YAML rules → Pandas DataFrames (under the hood)

This note is for engineers who want to see exactly how Open-FDD turns rule YAML on disk into pandas operations on time-series DataFrames—and where Brick TTL fits in. It complements Fault rules overview and standalone CSV / pandas.


1. YAML never becomes “one giant DataFrame of rules”

Rule files are configuration, not tabular data. Open-FDD:

  1. Reads each *.yaml in rules_dir with PyYAML (yaml.safe_load) into a Python dict per file (open_fdd.engine.runner.load_rule / load_rules_from_dir).
  2. Keeps those dicts in a list[dict] inside RuleRunner (RuleRunner(rules=...) or RuleRunner(rules_path=...)).
  3. At evaluation time, walks that list and, for each rule, computes a boolean mask (pandas.Series) aligned to the sensor DataFrame’s index, then writes a new column for the fault flag (e.g. my_rule_flag).

So: rules = list of dicts in memory; data = one wide-ish DataFrame of timestamps and point columns.

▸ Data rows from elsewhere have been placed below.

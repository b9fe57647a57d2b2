//! Core data types for the summary generator.
//!
//! These are immutable snapshots of what the GitHub API reported at fetch
//! time. The API client maps its wire records onto them; the document
//! builder only ever reads them.

use std::collections::BTreeMap;

use chrono::{DateTime, Utc};

/// Public profile of a GitHub user.
#[derive(Debug, Clone, PartialEq, Eq)]
pub struct UserInfo {
    /// Login handle (e.g., "octocat").
    pub login: String,

    /// Profile page URL.
    pub url: String,

    /// Display name, if the user set one.
    pub name: Option<String>,

    pub followers: u64,
    pub following: u64,

    /// Account creation time.
    pub created: DateTime<Utc>,

    /// Number of public repositories.
    pub repos: u64,
}

impl UserInfo {
    /// Display name, falling back to the login.
    #[must_use]
    pub fn display_name(&self) -> &str {
        self.name.as_deref().unwrap_or(&self.login)
    }
}

/// Bytes of code written in one language within a repository.
#[derive(Debug, Clone, PartialEq, Eq)]
pub struct Language {
    pub name: String,
    pub bytes: u64,
}

impl Language {
    #[must_use]
    pub fn new(name: impl Into<String>, bytes: u64) -> Self {
        Self {
            name: name.into(),
            bytes,
        }
    }
}

/// A public repository owned by the user.
#[derive(Debug, Clone, PartialEq, Eq)]
pub struct Repository {
    pub name: String,

    /// Repository page URL.
    pub url: String,

    pub description: Option<String>,

    /// Whether the repository is a fork.
    pub forked: bool,

    /// Languages ordered by descending byte count.
    pub languages: Vec<Language>,

    /// Size in KB as reported by the API.
    pub size: u64,

    /// SPDX identifier of the license (optional).
    pub license: Option<String>,

    pub forks: u64,
    pub stars: u64,
    pub watchers: u64,

    pub created: DateTime<Utc>,
    pub updated: DateTime<Utc>,
}

impl Repository {
    /// The most used language, if any.
    #[must_use]
    pub fn top_language(&self) -> Option<&Language> {
        self.languages.first()
    }

    /// Languages after the most used one, in order.
    #[must_use]
    pub fn other_languages(&self) -> &[Language] {
        self.languages.get(1..).unwrap_or_default()
    }

    /// Size in bytes.
    #[must_use]
    pub fn size_bytes(&self) -> u64 {
        self.size.saturating_mul(1024)
    }
}

/// Metadata of one file inside a gist.
#[derive(Debug, Clone, PartialEq, Eq)]
pub struct GistFile {
    pub language: Option<String>,
    pub size: u64,
}

/// A public gist owned by the user.
#[derive(Debug, Clone, PartialEq, Eq)]
pub struct Gist {
    pub id: String,

    /// Gist page URL.
    pub url: String,

    pub description: Option<String>,

    /// Files keyed by file name.
    pub files: BTreeMap<String, GistFile>,

    pub created: DateTime<Utc>,
    pub updated: DateTime<Utc>,
}

/// Records that carry a last-update timestamp and can be filtered by time range.
pub trait Updated {
    fn updated(&self) -> DateTime<Utc>;
}

impl Updated for Repository {
    fn updated(&self) -> DateTime<Utc> {
        self.updated
    }
}

impl Updated for Gist {
    fn updated(&self) -> DateTime<Utc> {
        self.updated
    }
}
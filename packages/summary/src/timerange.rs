//! Resolution of the reporting window from the interval and endtime inputs.
//!
//! A yearly window is expressed as a pair of calendar years, a monthly one
//! as a pair of calendar dates. Both coerce to half-open date bounds
//! `[start, end)` for filtering.

use std::fmt;

use chrono::{DateTime, Datelike, Local, NaiveDate, TimeDelta, TimeZone, Utc};

use crate::config::is_epoch;
use crate::error::{Result, SummaryError};
use crate::types::Updated;

/// Days subtracted from the end instant for a monthly window.
const MONTH_DAYS: i64 = 30;

/// Days subtracted from the end instant for a yearly window.
const YEAR_DAYS: i64 = 365;

/// Size of the reporting window.
#[derive(Debug, Clone, Copy, PartialEq, Eq, Default)]
pub enum Interval {
    #[default]
    Year,
    Month,
}

impl Interval {
    /// Parse an interval keyword. Anything other than `MONTH`
    /// (case-insensitive) means a yearly window.
    #[must_use]
    pub fn from_keyword(keyword: &str) -> Self {
        if keyword.trim().eq_ignore_ascii_case("MONTH") {
            Self::Month
        } else {
            Self::Year
        }
    }
}

/// End of the reporting window.
#[derive(Debug, Clone, Copy, PartialEq, Eq)]
pub enum EndTime {
    /// The `TODAY` keyword.
    Today,
    /// Seconds since the Unix epoch.
    Epoch(i64),
    /// Any other input.
    Now,
}

impl EndTime {
    /// Parse an endtime keyword: `TODAY`, an epoch timestamp, or anything
    /// else meaning now.
    #[must_use]
    pub fn from_keyword(keyword: &str) -> Self {
        let keyword = keyword.trim();
        if keyword.eq_ignore_ascii_case("TODAY") {
            return Self::Today;
        }
        if is_epoch(keyword) {
            if let Ok(secs) = keyword.parse() {
                return Self::Epoch(secs);
            }
        }
        tracing::debug!(endtime = keyword, "unrecognized endtime, using now");
        Self::Now
    }

    /// Resolve to an instant, given the current local time.
    pub fn resolve(self, now: DateTime<Local>) -> Result<DateTime<Local>> {
        match self {
            Self::Today | Self::Now => Ok(now),
            Self::Epoch(secs) => Local
                .timestamp_opt(secs, 0)
                .single()
                .ok_or_else(|| SummaryError::InvalidTimestamp(secs.to_string())),
        }
    }
}

/// Reporting window.
#[derive(Debug, Clone, Copy, PartialEq, Eq)]
pub enum TimeRange {
    /// Calendar years, each bound meaning 1 January of that year.
    Years { start: i32, end: i32 },
    /// Calendar dates.
    Dates { start: NaiveDate, end: NaiveDate },
}

impl TimeRange {
    /// Resolve the window from the interval and endtime inputs.
    ///
    /// Years are shifted by one past the naive subtraction, so a yearly
    /// window ending in 2025 reads `2025 - 2026`.
    pub fn resolve(interval: Interval, endtime: EndTime, now: DateTime<Local>) -> Result<Self> {
        let end = endtime.resolve(now)?;
        let range = match interval {
            Interval::Month => Self::Dates {
                start: (end - TimeDelta::days(MONTH_DAYS)).date_naive(),
                end: end.date_naive(),
            },
            Interval::Year => Self::Years {
                start: (end - TimeDelta::days(YEAR_DAYS)).year() + 1,
                end: end.year() + 1,
            },
        };
        tracing::debug!(?interval, ?endtime, range = %range, "resolved time range");
        Ok(range)
    }

    /// Half-open date bounds `[start, end)`.
    #[must_use]
    pub fn date_bounds(&self) -> (NaiveDate, NaiveDate) {
        match *self {
            Self::Years { start, end } => (first_of_year(start), first_of_year(end)),
            Self::Dates { start, end } => (start, end),
        }
    }

    /// Whether an instant falls inside the window, compared by UTC date.
    #[must_use]
    pub fn contains(&self, at: DateTime<Utc>) -> bool {
        let (start, end) = self.date_bounds();
        let date = at.date_naive();
        start <= date && date < end
    }

    /// Year span of the timeline chart.
    #[must_use]
    pub fn timeline_years(&self) -> (i32, i32) {
        match *self {
            Self::Years { start, end } => (start, end),
            Self::Dates { start, end } => (start.year() - 1, end.year()),
        }
    }

    /// Label of the start bound.
    #[must_use]
    pub fn start_label(&self) -> String {
        match self {
            Self::Years { start, .. } => start.to_string(),
            Self::Dates { start, .. } => start.to_string(),
        }
    }

    /// Label of the end bound.
    #[must_use]
    pub fn end_label(&self) -> String {
        match self {
            Self::Years { end, .. } => end.to_string(),
            Self::Dates { end, .. } => end.to_string(),
        }
    }

    /// Select the records updated inside the window, preserving order.
    pub fn filter<T: Updated + Clone>(&self, items: &[T]) -> Vec<T> {
        items
            .iter()
            .filter(|item| self.contains(item.updated()))
            .cloned()
            .collect()
    }
}

impl fmt::Display for TimeRange {
    fn fmt(&self, f: &mut fmt::Formatter<'_>) -> fmt::Result {
        write!(f, "{} - {}", self.start_label(), self.end_label())
    }
}

fn first_of_year(year: i32) -> NaiveDate {
    NaiveDate::from_ymd_opt(year, 1, 1).unwrap_or(NaiveDate::MIN)
}
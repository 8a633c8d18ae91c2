use agora_types::{OrgId, ProposalId};
use thiserror::Error;

/// Errors that can occur in governance operations.
///
/// Every rejected precondition maps to its own variant; there is no generic
/// boolean failure path.
#[derive(Debug, Error, Clone, PartialEq)]
pub enum GovernanceError {
    #[error("Invalid proposal parameters: {0}")]
    InvalidProposalParameters(String),

    #[error("Invalid voting period: {requested}s is below the minimum of {minimum}s")]
    InvalidVotingPeriod { requested: u64, minimum: u64 },

    #[error("Organization not found: {0}")]
    OrganizationNotFound(OrgId),

    #[error("Proposal not found: {0}")]
    ProposalNotFound(ProposalId),

    #[error("Only the proposer may modify this proposal")]
    UnauthorizedProposalAccess,

    #[error("Insufficient voting power: {0}")]
    InsufficientVotingPower(String),

    #[error("Voting is not active for this proposal")]
    VotingNotActive,

    #[error("Voting period has not ended")]
    VotingNotEnded,

    #[error("Already voted on this proposal")]
    AlreadyVoted,

    #[error("Proposal did not pass")]
    ProposalNotPassed,

    #[error("Proposal is not queued for execution")]
    ProposalNotQueued,

    #[error("Proposal is already queued")]
    AlreadyQueued,

    #[error("Timelock not elapsed: {remaining}s remaining")]
    TimelockNotElapsed { remaining: u64 },

    #[error("Proposal already executed")]
    AlreadyExecuted,

    #[error("Proposal already cancelled")]
    AlreadyCancelled,

    #[error("Invalid delegation: {0}")]
    InvalidDelegation(String),

    #[error("Unauthorized: {0}")]
    Unauthorized(String),

    #[error("Execution failed: {0}")]
    ExecutionFailed(String),
}
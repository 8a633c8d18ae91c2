//! Agora Governance - proposal and voting engine for member organizations.
//!
//! This crate provides:
//! - Proposal lifecycle management with timelocked execution
//! - Relative, supermajority and quadratic vote tabulation
//! - Democratic, token-weighted and reputation-weighted power models
//! - Conviction voting with read-time decay
//! - Split delegation with conservation of base power

pub mod conviction;
pub mod delegation;
pub mod engine;
pub mod error;
pub mod params;
pub mod power;
pub mod proposal;

pub use conviction::{apply_conviction, calculate_conviction_multiplier};
pub use delegation::{Delegation, DelegationLedger};
pub use engine::{GovernanceEngine, ProposalDraft, ProposalResult};
pub use error::GovernanceError;
pub use params::{Organization, VotingParameters, MIN_VOTING_PERIOD};
pub use power::{
    BalanceProvider, DispatchOutcome, ExecutionTarget, MembershipProvider, ReputationProvider,
};
pub use proposal::{
    Proposal, ProposalState, ProposalType, ProposalUpdate, Vote, VoteChoice, VotingPowerModel,
    VotingType,
};
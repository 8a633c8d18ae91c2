//! Conviction voting math.
//!
//! A voter who locks their position behind a choice earns a linear bonus on
//! top of their base weight, up to +70% at a 7-day lock. Decay is a pure
//! read-time projection: the stored vote and the tallies are never
//! rewritten as the lock elapses.

use agora_types::{Duration, Timestamp};

use crate::proposal::Vote;

/// Multiplier for an unlocked vote, in basis points (1.0x).
pub const CONVICTION_BASE_BPS: u64 = 10_000;

/// Largest bonus a lock can earn (+70%).
pub const CONVICTION_MAX_BONUS_BPS: u64 = 7_000;

/// Lock duration at which the bonus saturates (7 days).
pub const CONVICTION_MAX_LOCK: Duration = 7 * 86_400;

/// Multiplier in basis points for a given lock duration.
///
/// Linear in the lock time: 1 day earns +10% (11000), 7 days or more earn
/// the full +70% (17000). A zero lock is exactly the base.
pub fn calculate_conviction_multiplier(lock_secs: Duration) -> u64 {
    let bonus = (lock_secs as u128)
        .saturating_mul(CONVICTION_MAX_BONUS_BPS as u128)
        / CONVICTION_MAX_LOCK as u128;
    CONVICTION_BASE_BPS + (bonus as u64).min(CONVICTION_MAX_BONUS_BPS)
}

/// Scale a base weight by the conviction multiplier for `lock_secs`.
pub fn apply_conviction(power: u128, lock_secs: Duration) -> u128 {
    power.saturating_mul(calculate_conviction_multiplier(lock_secs) as u128)
        / CONVICTION_BASE_BPS as u128
}

/// The vote's currently effective weight as its lock elapses.
///
/// Projects the stored weight down by the ratio of the remaining-lock
/// multiplier to the multiplier it was cast with. A vote without a lock
/// projects to its stored weight unchanged, so this is callable at any
/// time.
pub fn decayed_weight(vote: &Vote, now: Timestamp) -> u128 {
    if vote.conviction_lock == 0 {
        return vote.voting_power;
    }
    let elapsed = now.saturating_sub(vote.cast_at);
    let remaining = vote.conviction_lock.saturating_sub(elapsed);

    let cast_multiplier = calculate_conviction_multiplier(vote.conviction_lock) as u128;
    let current_multiplier = calculate_conviction_multiplier(remaining) as u128;
    vote.voting_power.saturating_mul(current_multiplier) / cast_multiplier
}
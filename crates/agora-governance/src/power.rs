//! Voting-power resolution and collaborator interfaces.
//!
//! Balances, reputation scores, membership and the execution target live
//! outside the engine; they are injected behind these traits and consulted
//! at well-defined points (vote casting, result computation, dispatch).

use agora_types::{Address, OrgId};

use crate::delegation::DelegationLedger;
use crate::proposal::VotingPowerModel;

/// Reputation multiplier value meaning 1.0x (per-mille scale).
pub const NEUTRAL_REPUTATION: u32 = 1_000;

/// ReputationWeighted power is capped at this multiple of the base weight.
pub const REPUTATION_CAP_FACTOR: u128 = 3;

/// Token/stake balances per organization.
pub trait BalanceProvider {
    fn balance_of(&self, org: OrgId, member: Address) -> u128;
}

/// Reputation scores, expressed per-mille (1000 = neutral).
pub trait ReputationProvider {
    fn multiplier(&self, org: OrgId, member: Address) -> u32;
}

/// Organization membership registry.
pub trait MembershipProvider {
    fn is_member(&self, org: OrgId, member: Address) -> bool;

    /// All current members; the quorum denominator is the sum of their
    /// resolved power at evaluation time.
    fn members(&self, org: OrgId) -> Vec<Address>;
}

/// Result of dispatching (or simulating) an execution payload.
#[derive(Debug, Clone, PartialEq, Eq)]
pub struct DispatchOutcome {
    pub success: bool,
    pub return_data: Vec<u8>,
}

/// Receives queued proposals' payloads after the timelock.
pub trait ExecutionTarget {
    /// Dispatch for real. Called at most once per proposal; a failure
    /// leaves the proposal queued and retryable.
    fn dispatch(&mut self, target: Option<Address>, payload: &[u8]) -> DispatchOutcome;

    /// Simulate a dispatch with no observable side effects.
    fn simulate(&self, target: Option<Address>, payload: &[u8]) -> DispatchOutcome;

    /// Estimated cost of dispatching, in target-defined units.
    fn estimate_cost(&self, target: Option<Address>, payload: &[u8]) -> u64;
}

/// Resolve a member's voting weight under the given model.
///
/// Weighted power is the external balance minus anything delegated away
/// plus anything delegated in. ReputationWeighted scales that by the
/// reputation multiplier and caps the result at 3x base to bound
/// plutocratic dominance.
pub fn resolve_power<B, R>(
    org: OrgId,
    member: Address,
    model: VotingPowerModel,
    balances: &B,
    reputation: &R,
    delegations: &DelegationLedger,
) -> u128
where
    B: BalanceProvider,
    R: ReputationProvider,
{
    match model {
        VotingPowerModel::Democratic => 1,
        VotingPowerModel::Weighted => weighted_power(org, member, balances, delegations),
        VotingPowerModel::ReputationWeighted => {
            let base = weighted_power(org, member, balances, delegations);
            let multiplier = reputation.multiplier(org, member) as u128;
            let scaled = base
                .saturating_mul(multiplier)
                .checked_div(NEUTRAL_REPUTATION as u128)
                .unwrap_or(0);
            scaled.min(base.saturating_mul(REPUTATION_CAP_FACTOR))
        }
    }
}

fn weighted_power<B: BalanceProvider>(
    org: OrgId,
    member: Address,
    balances: &B,
    delegations: &DelegationLedger,
) -> u128 {
    balances
        .balance_of(org, member)
        .saturating_sub(delegations.delegated_away(org, member))
        .saturating_add(delegations.delegated_to(org, member))
}

/// Sum of all members' resolved power at this instant.
///
/// This is the quorum denominator. It is deliberately *not* a snapshot:
/// balance or membership changes during the voting window move the quorum
/// target with them.
pub fn aggregate_power<M, B, R>(
    org: OrgId,
    model: VotingPowerModel,
    membership: &M,
    balances: &B,
    reputation: &R,
    delegations: &DelegationLedger,
) -> u128
where
    M: MembershipProvider,
    B: BalanceProvider,
    R: ReputationProvider,
{
    membership
        .members(org)
        .into_iter()
        .fold(0u128, |acc, member| {
            acc.saturating_add(resolve_power(
                org,
                member,
                model,
                balances,
                reputation,
                delegations,
            ))
        })
}

/// Integer square root using Newton's method. Returns floor(sqrt(n)).
///
/// Quadratic voting accumulates sqrt(power) into the tallies at cast time.
pub fn integer_sqrt(n: u128) -> u128 {
    if n <= 1 {
        return n;
    }

    let mut x = n;
    let mut y = (x + 1) / 2;
    while y < x {
        x = y;
        y = (x + n / x) / 2;
    }
    x
}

2. From Postgres rows to a site/equipment DataFrame

The continuous loop (open_fdd.platform.loop.run_fdd_loop) loads telemetry with SQL, then reshapes it for pandas:

  1. Query timeseries_readings joined to points for the time window (load_timeseries_for_site / load_timeseries_for_equipment).
  2. Build a long table: pd.DataFrame(rows) with columns like ts, external_id, value.
  3. Pivot to wide: df.pivot_table(index="ts", columns="external_id", values="value") so each point is a column (one column per external_id).
  4. Rename columns using a column map derived from Brick TTL (resolve_from_ttl): external refs or labels become the names rules expect (Brick-class-driven mapping).
  5. Add timestamp = pd.to_datetime(df["ts"]) for time-based checks.

Under the hood, pandas is doing grouped aggregation in the pivot (duplicate (ts, external_id) would aggregate), then aligning all series to a common DatetimeIndex (implicit via the pivot index).


3. What RuleRunner.run does to that DataFrame

RuleRunner.run (open_fdd.engine.runner):

  1. result = df.copy() — rules never mutate the caller’s frame in place (callers can still hold a reference to the original).
  2. For each rule dict:
    • Derives flag_name from flag or {name}_flag.
    • Calls _evaluate_rule → returns a boolean Series (fault mask) aligned to result.index.
    • Optionally applies a rolling window on the mask: mask.astype(int).rolling(window=rw).sum() >= rw so a fault must persist for N consecutive samples.
    • Assigns result[flag_name] = ... as integer 0/1.

So each rule adds one column of flags; the frame grows width-wise, not row-wise.


4. How a YAML rule dict becomes pandas expressions

Inside _evaluate_rule, Open-FDD branches on rule["type"] (e.g. bounds, flatline, expression, …):

  • column_map resolution: For each logical input key, the runner picks a DataFrame column name. If the YAML input has a brick class, the global column_map from TTL is consulted first (brick → column label), so the same YAML can run against different exports as long as TTL maps Brick classes to the right columns.
  • Bounds / thresholds: Typical pattern is (series < low) | (series > high) using vectorized comparisons — these are numpy ufuncs under pandas, no Python for over rows.
  • Expressions: String expressions may be evaluated in a restricted eval context (open_fdd.engine.checks.check_expression) with named series bound to result[col] — still vectorized.

If a required column is missing, the runner either raises or skips the rule (skip_missing_columns=True), depending on the call site.


5. Hot reload: YAML vs DataFrame lifetime

run_fdd_loop calls load_rules_from_dir(rules_path) every run, then filters by equipment types from TTL, then RuleRunner(rules=rules). There is no long-lived compiled rule object on disk—editing YAML affects the next scheduled run (or the next manual POST /run-fdd). The DataFrame exists only for the duration of that run’s Python call stack (load → run → persist results).


6. Mental model checklist

Artifact In-memory shape pandas role
Rule YAML files N/A (on disk) None until loaded
Loaded rules list[dict] None
Telemetry window DataFrame (time × points) pivot, datetime index, column rename
Rule output Same index, +flag columns vectorized masks, optional rolling
fault_results / DB Written from row-wise FDDResult After flags are computed

For a minimal example of rules + CSV (no DB), see standalone CSV / pandas and unit tests in open_fdd/tests/engine/test_runner.py.